Finally, we can apply Lemmas 37.14.1 and 37.14.2 to conclude our construction is a pushout in the category of schemes.
$\square$

Lemma 37.61.4. In Situation 37.61.1. If $X$ and $Y$ are separated, then the pushout $Y \amalg _ Z X$ (Proposition 37.61.3) is separated. Same with “separated over $S$”, “quasi-separated”, and “quasi-separated over $S$”.

**Proof.**
The morphism $Y \amalg X \to Y \amalg _ Z X$ is surjective and universall closed. Thus we may apply Morphisms, Lemma 29.41.11.
$\square$

Lemma 37.61.5. In Situation 37.61.1 assume $S$ is a locally Noetherian scheme and $X$, $Y$, and $Z$ are locally of finite type over $S$. Then the pushout $Y \amalg _ Z X$ (Proposition 37.61.3) is locally of finite type over $S$.

**Proof.**
Looking on affine opens we recover the result of More on Algebra, Lemma 15.5.1.
$\square$

Lemma 37.61.6. In Situation 37.61.1 suppose given a commutative diagram

\[ \xymatrix{ Y' \ar[d]^ g & Z' \ar[l]^{j'} \ar[r]_{i'} \ar[d]^ h & X' \ar[d]^ f \\ Y & Z \ar[l] \ar[r] & X } \]

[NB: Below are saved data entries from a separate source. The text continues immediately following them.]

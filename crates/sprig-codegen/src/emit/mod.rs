//! Per-framework emitters.
//!
//! An [`Emitter`] turns framework-neutral descriptors into one target's
//! literal syntax. The style builder and the tree walker only talk to this
//! trait, so adding a target means adding one implementation.

mod flutter;
mod html;
mod markup;
mod swiftui;
mod tailwind;

pub use flutter::FlutterEmitter;
pub use html::HtmlEmitter;
pub use swiftui::SwiftUIEmitter;
pub use tailwind::{nearest_color_name, TailwindEmitter};

use sprig_core::{Rgb, TextAlignHorizontal, TextAlignVertical, TextCase, TextSegment};

use crate::extract::{
    BlurDescriptor, BoxShadow, LinearGradient, PaintDescriptor, RadiusDescriptor,
    StrokeDescriptor,
};
use crate::layout::FlowLayout;
use crate::settings::{Framework, GenerationContext};
use crate::style::{SizeDescriptor, StyleDescriptor};

/// What an element renders as.
#[derive(Debug, Clone, PartialEq)]
pub enum ElementKind {
    Container,
    /// Image placeholder loaded from `src`.
    Image { src: String },
}

/// A styled element with already rendered children.
#[derive(Debug, Clone)]
pub struct ElementSpec<'a> {
    /// Layer name, set only when layer names are shown.
    pub name: Option<&'a str>,
    pub kind: ElementKind,
    pub styles: StyleDescriptor,
    /// Child fragments, each starting with a newline.
    pub children: Vec<String>,
}

/// One style run of a text element. `styles` is `None` when the run's
/// typography was merged into the element itself.
#[derive(Debug, Clone)]
pub struct StyledRun {
    pub text: String,
    pub styles: Option<StyleDescriptor>,
}

#[derive(Debug, Clone)]
pub struct TextSpec<'a> {
    pub name: Option<&'a str>,
    pub styles: StyleDescriptor,
    pub runs: Vec<StyledRun>,
}

/// Target-language syntax for every style concern and element shape.
pub trait Emitter {
    fn framework(&self) -> Framework;

    /// A colour literal.
    fn color(&self, color: Rgb, opacity: f64) -> String;

    /// A linear gradient literal.
    fn gradient(&self, gradient: &LinearGradient) -> String;

    fn size(&self, size: &SizeDescriptor, styles: &mut StyleDescriptor);

    fn position(&self, x: f64, y: f64, styles: &mut StyleDescriptor);

    /// Opacity in `[0, 1]` and rotation in degrees, counterclockwise.
    fn blend(&self, opacity: f64, rotation: f64, styles: &mut StyleDescriptor);

    fn background(
        &self,
        paint: &PaintDescriptor,
        width: f64,
        height: f64,
        styles: &mut StyleDescriptor,
    );

    fn border(&self, stroke: &StrokeDescriptor, styles: &mut StyleDescriptor);

    fn radius(
        &self,
        radius: &RadiusDescriptor,
        width: f64,
        height: f64,
        styles: &mut StyleDescriptor,
    );

    fn shadows(&self, shadows: &[BoxShadow], styles: &mut StyleDescriptor);

    fn blur(&self, blur: &BlurDescriptor, styles: &mut StyleDescriptor);

    fn clip(&self, styles: &mut StyleDescriptor);

    fn flow(&self, flow: &FlowLayout, styles: &mut StyleDescriptor);

    /// Make the element the origin of absolutely positioned children.
    fn absolute_container(&self, styles: &mut StyleDescriptor);

    fn typography(
        &self,
        run: &TextSegment,
        fill: Option<(Rgb, f64)>,
        styles: &mut StyleDescriptor,
    );

    fn text_align(
        &self,
        horizontal: TextAlignHorizontal,
        vertical: TextAlignVertical,
        styles: &mut StyleDescriptor,
    );

    /// Text as it appears in the output. Targets without a text-transform
    /// style apply the case here.
    fn text_content(&self, text: &str, case: TextCase) -> String {
        apply_case(text, case)
    }

    /// Serialized attribute or argument form of `styles`.
    fn attributes(&self, styles: &StyleDescriptor) -> String;

    /// Render a container or image element. Output starts with a newline.
    fn container(&self, element: &ElementSpec<'_>) -> String;

    /// Render a text element. Output starts with a newline.
    fn text(&self, text: &TextSpec<'_>) -> String;
}

/// The emitter for the context's framework.
pub fn emitter_for(ctx: &GenerationContext) -> Box<dyn Emitter> {
    let settings = &ctx.settings;
    match ctx.framework {
        Framework::Html => Box::new(HtmlEmitter::new(ctx.jsx())),
        Framework::Tailwind => Box::new(TailwindEmitter::new(
            ctx.jsx(),
            settings.round_tailwind_values,
            settings.round_tailwind_colors,
        )),
        Framework::Flutter => Box::new(FlutterEmitter),
        Framework::SwiftUI => Box::new(SwiftUIEmitter),
    }
}

/// Format a number with at most two decimals and no trailing zeros.
pub(crate) fn num(value: f64) -> String {
    let rounded = (value * 100.0).round() / 100.0;
    // -0.0 prints as "-0"
    let rounded = rounded + 0.0;
    if rounded.fract() == 0.0 {
        format!("{}", rounded as i64)
    } else {
        let s = format!("{:.2}", rounded);
        s.trim_end_matches('0').to_string()
    }
}

/// Indent every line after the first by two spaces. Fragments start with
/// a newline, so this indents a whole fragment.
pub(crate) fn indent(fragment: &str) -> String {
    fragment.replace('\n', "\n  ")
}

/// Placeholder image URL sized to a node.
pub fn placeholder_url(width: f64, height: f64) -> String {
    format!(
        "https://placehold.co/{}x{}",
        width.round().max(1.0) as i64,
        height.round().max(1.0) as i64
    )
}

pub(crate) fn apply_case(text: &str, case: TextCase) -> String {
    match case {
        TextCase::Original => text.to_string(),
        TextCase::Upper => text.to_uppercase(),
        TextCase::Lower => text.to_lowercase(),
        TextCase::Title => {
            let mut out = String::with_capacity(text.len());
            let mut at_word_start = true;
            for ch in text.chars() {
                if at_word_start {
                    out.extend(ch.to_uppercase());
                } else {
                    out.push(ch);
                }
                at_word_start = ch.is_whitespace();
            }
            out
        }
    }
}

#[cfg(test)]
mod tests {
    use super::*;

    #[test]
    fn test_num() {
        assert_eq!(num(10.0), "10");
        assert_eq!(num(12.5), "12.5");
        assert_eq!(num(0.333333), "0.33");
        assert_eq!(num(-0.001), "0");
        assert_eq!(num(-4.0), "-4");
    }

    #[test]
    fn test_indent() {
        assert_eq!(indent("\na\nb"), "\n  a\n  b");
    }

    #[test]
    fn test_placeholder_url() {
        assert_eq!(placeholder_url(100.4, 49.6), "https://placehold.co/100x50");
    }

    #[test]
    fn test_title_case() {
        assert_eq!(apply_case("hello big world", TextCase::Title), "Hello Big World");
        assert_eq!(apply_case("Hi", TextCase::Upper), "HI");
    }
}
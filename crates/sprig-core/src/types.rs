//! Value types carried by scene nodes: colors, paints, effects, radii.

use glam::DVec2;
use serde::{Deserialize, Serialize};
use smallvec::SmallVec;

/// Ordered paint list, topmost paint first.
pub type Paints = SmallVec<[Paint; 2]>;

pub(crate) fn default_one() -> f64 {
    1.0
}

pub(crate) fn default_true() -> bool {
    true
}

/// An RGB color with channels in `[0, 1]`.
#[derive(Debug, Clone, Copy, PartialEq, Default, Serialize, Deserialize)]
pub struct Rgb {
    pub r: f64,
    pub g: f64,
    pub b: f64,
}

impl Rgb {
    pub const fn new(r: f64, g: f64, b: f64) -> Self {
        Self { r, g, b }
    }

    /// Create from 8-bit RGB values.
    pub fn from_rgb8(r: u8, g: u8, b: u8) -> Self {
        Self {
            r: r as f64 / 255.0,
            g: g as f64 / 255.0,
            b: b as f64 / 255.0,
        }
    }

    /// Create from hex string (e.g., "#FF5733" or "FF5733").
    pub fn from_hex(hex: &str) -> Option<Self> {
        let hex = hex.trim_start_matches('#');
        if hex.len() != 6 {
            return None;
        }
        let r = u8::from_str_radix(hex.get(0..2)?, 16).ok()?;
        let g = u8::from_str_radix(hex.get(2..4)?, 16).ok()?;
        let b = u8::from_str_radix(hex.get(4..6)?, 16).ok()?;
        Some(Self::from_rgb8(r, g, b))
    }

    /// Convert to 8-bit RGB tuple.
    pub fn to_rgb8(&self) -> (u8, u8, u8) {
        (channel8(self.r), channel8(self.g), channel8(self.b))
    }

    /// Six digit uppercase hex without the leading `#` (e.g., "FF5733").
    pub fn to_hex6(&self) -> String {
        let (r, g, b) = self.to_rgb8();
        format!("{:02X}{:02X}{:02X}", r, g, b)
    }

    /// Convert to hex string (e.g., "#FF5733").
    pub fn to_hex(&self) -> String {
        format!("#{}", self.to_hex6())
    }

    pub const WHITE: Self = Self::new(1.0, 1.0, 1.0);
    pub const BLACK: Self = Self::new(0.0, 0.0, 0.0);
}

/// An RGBA color with channels in `[0, 1]`.
#[derive(Debug, Clone, Copy, PartialEq, Serialize, Deserialize)]
pub struct Rgba {
    pub r: f64,
    pub g: f64,
    pub b: f64,
    #[serde(default = "default_one")]
    pub a: f64,
}

impl Rgba {
    pub const fn new(r: f64, g: f64, b: f64, a: f64) -> Self {
        Self { r, g, b, a }
    }

    pub fn rgb(&self) -> Rgb {
        Rgb::new(self.r, self.g, self.b)
    }
}

impl Default for Rgba {
    fn default() -> Self {
        Self::new(0.0, 0.0, 0.0, 1.0)
    }
}

fn channel8(value: f64) -> u8 {
    (value.clamp(0.0, 1.0) * 255.0).round() as u8
}

/// A 2D vector as the host tool serializes it.
#[derive(Debug, Clone, Copy, PartialEq, Default, Serialize, Deserialize)]
pub struct Vector {
    pub x: f64,
    pub y: f64,
}

impl From<Vector> for DVec2 {
    fn from(v: Vector) -> Self {
        DVec2::new(v.x, v.y)
    }
}

/// A 2x3 affine transform `[[a, c, e], [b, d, f]]`.
pub type Transform = [[f64; 3]; 2];

/// The identity transform.
pub const IDENTITY_TRANSFORM: Transform = [[1.0, 0.0, 0.0], [0.0, 1.0, 0.0]];

fn identity_transform() -> Transform {
    IDENTITY_TRANSFORM
}

/// A color stop in a gradient.
#[derive(Debug, Clone, Copy, PartialEq, Serialize, Deserialize)]
pub struct ColorStop {
    /// Position along the gradient (0.0 to 1.0)
    pub position: f64,
    /// Color at this position
    pub color: Rgba,
}

/// A fill or stroke paint.
#[derive(Debug, Clone, PartialEq, Serialize, Deserialize)]
#[serde(tag = "type", rename_all = "SCREAMING_SNAKE_CASE")]
pub enum Paint {
    Solid(SolidPaint),
    GradientLinear(GradientPaint),
    GradientRadial(GradientPaint),
    GradientAngular(GradientPaint),
    GradientDiamond(GradientPaint),
    Image(ImagePaint),
    /// A paint kind this model does not know. Never drawn.
    #[serde(other)]
    Unknown,
}

impl Paint {
    /// Shorthand for an opaque, visible solid paint.
    pub fn solid(color: Rgb) -> Self {
        Paint::Solid(SolidPaint {
            color,
            opacity: 1.0,
            visible: true,
        })
    }

    pub fn is_visible(&self) -> bool {
        match self {
            Paint::Solid(p) => p.visible,
            Paint::GradientLinear(p)
            | Paint::GradientRadial(p)
            | Paint::GradientAngular(p)
            | Paint::GradientDiamond(p) => p.visible,
            Paint::Image(p) => p.visible,
            Paint::Unknown => false,
        }
    }

    pub fn opacity(&self) -> f64 {
        match self {
            Paint::Solid(p) => p.opacity,
            Paint::GradientLinear(p)
            | Paint::GradientRadial(p)
            | Paint::GradientAngular(p)
            | Paint::GradientDiamond(p) => p.opacity,
            Paint::Image(p) => p.opacity,
            Paint::Unknown => 0.0,
        }
    }
}

#[derive(Debug, Clone, PartialEq, Serialize, Deserialize)]
#[serde(rename_all = "camelCase")]
pub struct SolidPaint {
    pub color: Rgb,
    #[serde(default = "default_one")]
    pub opacity: f64,
    #[serde(default = "default_true")]
    pub visible: bool,
}

#[derive(Debug, Clone, PartialEq, Serialize, Deserialize)]
#[serde(rename_all = "camelCase")]
pub struct GradientPaint {
    pub gradient_stops: Vec<ColorStop>,
    /// Maps the unit gradient space onto the node's bounds. The handle
    /// positions some hosts also export are not trusted; endpoints are always
    /// derived from this matrix.
    #[serde(default = "identity_transform")]
    pub gradient_transform: Transform,
    #[serde(default = "default_one")]
    pub opacity: f64,
    #[serde(default = "default_true")]
    pub visible: bool,
}

#[derive(Debug, Clone, PartialEq, Serialize, Deserialize)]
#[serde(rename_all = "camelCase")]
pub struct ImagePaint {
    #[serde(default)]
    pub scale_mode: ScaleMode,
    #[serde(default)]
    pub image_hash: Option<String>,
    #[serde(default = "default_one")]
    pub opacity: f64,
    #[serde(default = "default_true")]
    pub visible: bool,
}

#[derive(Debug, Clone, Copy, PartialEq, Eq, Default, Serialize, Deserialize)]
#[serde(rename_all = "SCREAMING_SNAKE_CASE")]
pub enum ScaleMode {
    Fit,
    Crop,
    Tile,
    #[default]
    #[serde(other)]
    Fill,
}

/// A visual effect attached to a node.
#[derive(Debug, Clone, PartialEq, Serialize, Deserialize)]
#[serde(tag = "type", rename_all = "SCREAMING_SNAKE_CASE")]
pub enum Effect {
    DropShadow(ShadowEffect),
    InnerShadow(ShadowEffect),
    LayerBlur(BlurEffect),
    BackgroundBlur(BlurEffect),
    /// An effect kind this model does not know. Ignored.
    #[serde(other)]
    Unknown,
}

impl Effect {
    pub fn is_visible(&self) -> bool {
        match self {
            Effect::DropShadow(s) | Effect::InnerShadow(s) => s.visible,
            Effect::LayerBlur(b) | Effect::BackgroundBlur(b) => b.visible,
            Effect::Unknown => false,
        }
    }
}

#[derive(Debug, Clone, PartialEq, Serialize, Deserialize)]
#[serde(rename_all = "camelCase")]
pub struct ShadowEffect {
    pub color: Rgba,
    #[serde(default)]
    pub offset: Vector,
    /// Blur radius
    #[serde(default)]
    pub radius: f64,
    #[serde(default)]
    pub spread: f64,
    #[serde(default = "default_true")]
    pub visible: bool,
}

#[derive(Debug, Clone, PartialEq, Serialize, Deserialize)]
#[serde(rename_all = "camelCase")]
pub struct BlurEffect {
    pub radius: f64,
    #[serde(default = "default_true")]
    pub visible: bool,
}

/// Independent radii for the four corners.
#[derive(Debug, Clone, Copy, PartialEq, Default, Serialize, Deserialize)]
#[serde(rename_all = "camelCase", default)]
pub struct CornerRadii {
    pub top_left: f64,
    pub top_right: f64,
    pub bottom_right: f64,
    pub bottom_left: f64,
}

impl CornerRadii {
    pub const fn uniform(radius: f64) -> Self {
        Self {
            top_left: radius,
            top_right: radius,
            bottom_right: radius,
            bottom_left: radius,
        }
    }

    pub fn is_uniform(&self) -> bool {
        self.top_left == self.top_right
            && self.top_right == self.bottom_right
            && self.bottom_right == self.bottom_left
    }

    pub fn is_zero(&self) -> bool {
        self.is_uniform() && self.top_left <= 0.0
    }
}

#[derive(Debug, Clone, Copy, PartialEq, Eq, Default, Serialize, Deserialize)]
#[serde(rename_all = "SCREAMING_SNAKE_CASE")]
pub enum StrokeAlign {
    Outside,
    Center,
    #[default]
    #[serde(other)]
    Inside,
}

/// How a child sizes itself on its parent's cross axis in a flow layout.
#[derive(Debug, Clone, Copy, PartialEq, Eq, Default, Serialize, Deserialize)]
#[serde(rename_all = "SCREAMING_SNAKE_CASE")]
pub enum LayoutAlign {
    Stretch,
    Min,
    Center,
    Max,
    #[default]
    #[serde(other)]
    Inherit,
}

#[cfg(test)]
mod tests {
    use super::*;

    #[test]
    fn test_hex_round_trip() {
        let c = Rgb::from_hex("#FF5733").unwrap();
        assert_eq!(c.to_hex(), "#FF5733");
        assert_eq!(Rgb::new(0.2, 0.4, 1.0).to_hex6(), "3366FF");
        assert!(Rgb::from_hex("#FFF").is_none());
    }

    #[test]
    fn test_paint_deserialize() {
        let paint: Paint = serde_json::from_str(
            r#"{"type":"SOLID","color":{"r":1,"g":0,"b":0},"opacity":0.5}"#,
        )
        .unwrap();
        assert!(paint.is_visible());
        assert_eq!(paint.opacity(), 0.5);

        let gradient: Paint = serde_json::from_str(
            r#"{"type":"GRADIENT_LINEAR","gradientStops":[
                {"position":0,"color":{"r":1,"g":1,"b":1,"a":1}},
                {"position":1,"color":{"r":0,"g":0,"b":0}}]}"#,
        )
        .unwrap();
        match gradient {
            Paint::GradientLinear(g) => {
                assert_eq!(g.gradient_transform, IDENTITY_TRANSFORM);
                assert_eq!(g.gradient_stops[1].color.a, 1.0);
            }
            other => panic!("unexpected paint {:?}", other),
        }
    }

    #[test]
    fn test_corner_radii() {
        assert!(CornerRadii::default().is_zero());
        assert!(CornerRadii::uniform(4.0).is_uniform());
        let mixed = CornerRadii {
            top_left: 4.0,
            ..CornerRadii::default()
        };
        assert!(!mixed.is_uniform());
        assert!(!mixed.is_zero());
    }
}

with cartesian squares and $f, g, h$ separated and locally quasi-finite. Then

the pushouts $Y \amalg _ Z X$ and $Y' \amalg _{Z'} X'$ exist,

$Y' \amalg _{Z'} X' \to Y \amalg _ Z X$ is separated and locally quasi-finite, and

the squares

\[ \xymatrix{ Y' \ar[r] \ar[d] & Y' \amalg _{Z'} X' \ar[d] & X' \ar[l] \ar[d] \\ Y \ar[r] & Y \amalg _ Z X & X \ar[l] } \]

are cartesian.

**Proof.**
The pushout $Y \amalg _ Z X$ exists by Proposition 37.61.3. To see that the pushout $Y' \amalg _{Z'} X'$ exists, we check condition (3) of Situation 37.61.1 holds for $(X', Y', Z', i', j')$. Namely, let $y' \in Y'$ and denote $y \in Y$ the image. Choose $U \subset X$ affine open with $i(j^{-1}(y)) \subset U$. Choose a quasi-compact open $U' \subset X'$ contained in $f^{-1}(U)$ containing the quasi-compact subset $i'((j')^{-1}(\{ y'\} ))$. By Lemma 37.60.8 we see that $U'$ is quasi-affine. Since $Z'_{y'}$ is the spectrum of an algebra integral over a field, we can apply Limits, Lemma 32.11.6 and we find there exists an affine open subscheme of $U'$ containing $i'((j')^{-1}(\{ y'\} ))$ as desired.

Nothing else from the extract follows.